April 9/Fifth Tuesday of Lent
O Lord, hear my prayer, and let me cry come to you. Hide not your face from me in the day of my distress. incline your ear to me; in the day when I call, answer me speedily. ~Ps 102:1-2
When the road gets rough, or we don’t get our way—or as the psalmist puts it, “on the day of our distress”—we often blame God for being absent. The job falls through, or the relationship sours, or the results disappoint us, and we immediately cry, “Where are you, God?
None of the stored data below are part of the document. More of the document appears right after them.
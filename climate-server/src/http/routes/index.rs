//! Landing page listing the available endpoints

use axum::{response::Html, routing::get, Router};

/// Paths advertised on the landing page, in display order
pub const ENDPOINTS: [&str; 6] = [
    "/api/v1.0/precipitation",
    "/api/v1.0/stations",
    "/api/v1.0/tobs",
    "/api/v1.0/{start}",
    "/api/v1.0/{start}/{end}",
    "/api/v1.0/daily/{start}",
];

/// GET /
async fn index() -> Html<String> {
    tracing::debug!("serving index");
    Html(render_index())
}

fn render_index() -> String {
    let mut page = String::from("<html><body><h1>These are the endpoints</h1>");
    for endpoint in ENDPOINTS {
        page.push_str(endpoint);
        page.push_str("<br>");
    }
    page.push_str("</body></html>");
    page
}

/// Index routes
pub fn router<S>() -> Router<S>
where
    S: Clone + Send + Sync + 'static,
{
    Router::new().route("/", get(index))
}

#[cfg(test)]
mod tests {
    use super::*;

    #[test]
    fn lists_every_endpoint() {
        let page = render_index();
        assert!(page.starts_with("<html>"));
        for endpoint in ENDPOINTS {
            assert!(page.contains(endpoint), "missing {endpoint}");
        }
    }
}
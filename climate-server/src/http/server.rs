//! Axum server setup
//!
//! Server skeleton with:
//! - Localhost-only CORS by default
//! - Tracing and timeout middleware
//! - Graceful shutdown on SIGTERM/Ctrl+C

use std::net::SocketAddr;
use std::sync::Arc;
use std::time::Duration;

use axum::http::HeaderValue;
use axum::Router;
use sqlx::SqlitePool;
use tokio::net::TcpListener;
use tower_http::cors::{Any, CorsLayer};
use tower_http::timeout::TimeoutLayer;
use tower_http::trace::TraceLayer;

use super::routes;

/// Server configuration
#[derive(Debug, Clone)]
pub struct ServerConfig {
    /// Address to bind to (default: 127.0.0.1:5000)
    pub bind_addr: SocketAddr,

    /// Allow permissive CORS (default: false = localhost only)
    ///
    /// WARNING: Setting this to true allows any origin.
    pub cors_permissive: bool,

    /// Per-request timeout (default: 30s)
    pub request_timeout: Duration,
}

impl Default for ServerConfig {
    fn default() -> Self {
        Self {
            bind_addr: SocketAddr::from(([127, 0, 0, 1], 5000)),
            cors_permissive: false,
            request_timeout: Duration::from_secs(30),
        }
    }
}

/// Shared application state
#[derive(Clone)]
pub struct AppState {
    /// Read-only pool over the climate dataset
    pub pool: SqlitePool,
}

impl AppState {
    pub fn new(pool: SqlitePool) -> Self {
        Self { pool }
    }
}

/// Build the application router with all routes and middleware.
pub fn build_router(state: AppState, config: &ServerConfig) -> Router {
    let cors = if config.cors_permissive {
        tracing::warn!("CORS: Permissive mode enabled - all origins allowed");
        CorsLayer::permissive()
    } else {
        // Localhost only
        CorsLayer::new()
            .allow_origin([
                HeaderValue::from_static("http://localhost:3000"),
                HeaderValue::from_static("http://localhost:5000"),
                HeaderValue::from_static("http://127.0.0.1:3000"),
                HeaderValue::from_static("http://127.0.0.1:5000"),
            ])
            .allow_methods(Any)
            .allow_headers(Any)
    };

    Router::new()
        .merge(routes::index::router())
        .merge(routes::health::router())
        .merge(routes::precipitation::router())
        .merge(routes::stations::router())
        .merge(routes::tobs::router())
        .merge(routes::temperature::router())
        .layer(cors)
        .layer(TimeoutLayer::new(config.request_timeout))
        .layer(TraceLayer::new_for_http())
        .with_state(Arc::new(state))
}

/// Run the HTTP server.
///
/// # Example
///
/// ```ignore
/// let pool = create_pool(Path::new("Resources/hawaii.sqlite")).await?;
/// let config = ServerConfig::default();
/// run_server(pool, config).await?;
/// ```
pub async fn run_server(pool: SqlitePool, config: ServerConfig) -> Result<(), ServerError> {
    let app = build_router(AppState::new(pool), &config);

    // Bind listener
    let listener = TcpListener::bind(config.bind_addr).await?;
    tracing::info!("Server listening on {}", config.bind_addr);

    // Run with graceful shutdown
    axum::serve(listener, app)
        .with_graceful_shutdown(shutdown_signal())
        .await?;

    tracing::info!("Server shutdown complete");
    Ok(())
}

/// Wait for shutdown signal (Ctrl+C or SIGTERM).
async fn shutdown_signal() {
    let ctrl_c = async {
        tokio::signal::ctrl_c()
            .await
            .expect("failed to install Ctrl+C handler");
    };

    #[cfg(unix)]
    let terminate = async {
        tokio::signal::unix::signal(tokio::signal::unix::SignalKind::terminate())
            .expect("failed to install SIGTERM handler")
            .recv()
            .await;
    };

    #[cfg(not(unix))]
    let terminate = std::future::pending::<()>();

    tokio::select! {
        _ = ctrl_c => {
            tracing::info!("Received Ctrl+C, starting shutdown");
        }
        _ = terminate => {
            tracing::info!("Received SIGTERM, starting shutdown");
        }
    }
}

/// Server error type
#[derive(Debug, thiserror::Error)]
pub enum ServerError {
    #[error("IO error: {0}")]
    Io(#[from] std::io::Error),
}
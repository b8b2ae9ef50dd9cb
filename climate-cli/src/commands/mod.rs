//! Command implementations for the climate CLI

pub mod serve;

pub use serve::run_serve;
//! climate CLI - serves the climate observations API
//!
//! Subcommands:
//! - `serve`: run the read-only HTTP API over a SQLite dataset

use anyhow::Result;
use clap::{Parser, Subcommand};

mod commands;
mod tracing_setup;

use tracing_setup::TracingConfig;

#[derive(Parser, Debug)]
#[command(
    name = "climate",
    author,
    version,
    about = "Read-only HTTP API over a climate observations dataset",
    long_about = "Serve precipitation, station, and temperature statistics computed from a \
                  pre-populated SQLite store of weather station measurements."
)]
struct Cli {
    #[command(subcommand)]
    command: Commands,
}

#[derive(Subcommand, Debug)]
enum Commands {
    /// Run the HTTP API server
    Serve(commands::serve::ServeArgs),
}

#[tokio::main]
async fn main() -> Result<()> {
    // Pick up CLIMATE_* settings from a local .env if present
    dotenvy::dotenv().ok();
    let cli = Cli::parse();

    match cli.command {
        Commands::Serve(args) => {
            tracing_setup::init(&TracingConfig { debug: args.debug }).ok();
            commands::run_serve(args).await?
        }
    }
    Ok(())
}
Why aren’t you looking out for me?” Here we are making an altogether human—and altogether false—equivalence between the presence of God in our lives and the absence of suffering. “If only God had been paying attention and hearing my prayers, I wouldn’t be ill, or unemployed, or on the outs with my spouse.” Perhaps we, not God, are the ones who have gone missing, distracted by a thousand urgent details and unable to focus for even five minutes on what is truly important. Or as the British-born American poet Denise Levertov put it, “Lord, not you,/ it is I who am absent . . . / I have long since uttered your name/ but now/ I elude your presence.” Beset by these distractions, we neglect to set aside regular time to cultivate a relationship with our God—also known as time for prayer—then we complain when he doesn’t seem to be at our beck and call. Perhaps we should ask, with the Russian Orthodox monk and theologian Anthony Bloom, “When we think of the absence of God, is it not worthwhile to ask ourselves whom we blame for it?” Perhaps before we point the finger at God, we could check our own attentiveness, ensuring that we are present to God every day, asking his guidance and accepting his direction for our lives, knowing that whatever befalls us, he will hear our prayer.
Attentive and ever-faithful God, may I strive to be as faithful to you as you are to me. Amen.